Julia Hinde reports from the annual American Association for the Advancement of Science meeting in Seattle
SUSTAINABLE management of tropical forests may cause more environmental damage than unrestricted logging, scientists warn.
Conservationists have long argued that sustainable forestry, where the harvesting of trees is managed to maintain species yields, provides a suitable compromise between strict conservation and uncontrolled exploitation of timber.
But at this week's meeting of the American Association for the Advancement of Science in Seattle, a group of scientists challenged this view, suggesting that sustainable management may not just be less profitable than the cut-and-run approach, but also up to twice as harmful for the environment.
Ted Gullison, previously of Princeton University and now at Imperial College, London, has spent a decade studying mahogany, tropical America's most valuable timber resource, with colleagues Richard Rice and John Reid, of Washington-based Conservation International.
Dr Gullison said that for local mahogany logging companies, which make vast profits, South America's unstable political and economic climate, combined with the unpredictability of nature and current high interest rates, mean they have little economic incentive for sustainable management of a species which might take 100 years to reach maturity.
He added that current practices often do little damage because of the low density of the species. Because mahogany is incapable of growing under the shady canopy of the tropical forest so areas of forest would have to be cleared, and repeatedly thinned, for it to be sustainably managed.
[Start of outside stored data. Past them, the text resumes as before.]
#[cfg(test)]
mod tests {
    use super::*;

    #[test]
    fn activation_ranking_follows_order_then_clears_on_deactivate() {
        let store = TermbaseStore::open_in_memory().unwrap();
        let a = store.create_termbase("A", None, None, None, "", true, false).unwrap();
        let b = store.create_termbase("B", None, None, None, "", true, false).unwrap();
        let c = store.create_termbase("C", None, None, None, "", true, false).unwrap();

        store.activate(a, "P1").unwrap();
        std::thread::sleep(std::time::Duration::from_millis(2));
        store.activate(b, "P1").unwrap();
        std::thread::sleep(std::time::Duration::from_millis(2));
        store.activate(c, "P1").unwrap();

        let list = store.list_termbases().unwrap();
        let ranking_of = |id: i64| list.iter().find(|s| s.termbase.id == id).unwrap().termbase.ranking;
        assert_eq!(ranking_of(a), Some(1));
        assert_eq!(ranking_of(b), Some(2));
        assert_eq!(ranking_of(c), Some(3));

        store.deactivate(b, "P1").unwrap();
        let list = store.list_termbases().unwrap();
        let ranking_of = |id: i64| list.iter().find(|s| s.termbase.id == id).unwrap().termbase.ranking;
        assert_eq!(ranking_of(a), Some(1));
        assert_eq!(ranking_of(c), Some(2));
        assert_eq!(ranking_of(b), None);
    }

    #[test]
    fn project_termbase_uniqueness_is_enforced() {
        let store = TermbaseStore::open_in_memory().unwrap();
        store
            .create_termbase("Proj TB", None, None, Some("P1"), "", false, true)
            .unwrap();
        let result = store.create_termbase("Proj TB 2", None, None, Some("P1"), "", false, true);
        assert!(result.is_err());
    }

    #[test]
    fn search_matches_whole_word_occurrences() {
        let store = TermbaseStore::open_in_memory().unwrap();
        let tb = store.create_termbase("TB", Some("en"), Some("fr"), None, "", true, false).unwrap();
        store
            .add_term(tb, "API key", "clé API", 10, None, "", None, None, false, None, None, None)
            .unwrap();

        let hits = store.search_terms("API key", Some("en"), Some("fr"), None, None).unwrap();
        assert_eq!(hits.len(), 1);

        let hits = store.search_terms("unrelated", Some("en"), Some("fr"), None, None).unwrap();
        assert!(hits.is_empty());
    }
}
Sustainable logging, which involves more intensive harvesting of a variety of species, could have a much greater effect on the biodiversity, Dr Gullison said. "Efforts to promote sustainable forestry, in the absence of regulations, can make the problem worse," he added. "Many of the things that foresters do, like thinning, consist of removing about three-quarters of the trees in an area. It looks like there is a high degree of specialisation between insects and trees. If you remove three-quarters of the tree biodiversity, you are guaranteed to be wiping out a proportion of the insect biodiversity too. If the maintainance of biodiversity is of paramount importance, a low-impact, albeit unsustainable, approach may become the preferred choice."
Nigel Sizer of the World Resources Institute, Washington said: "Some very respected researchers are coming out with data which question some of the fundamental assumptions of tropical forestry."
Less than 1 per cent of tropical rainforest is sustainably managed.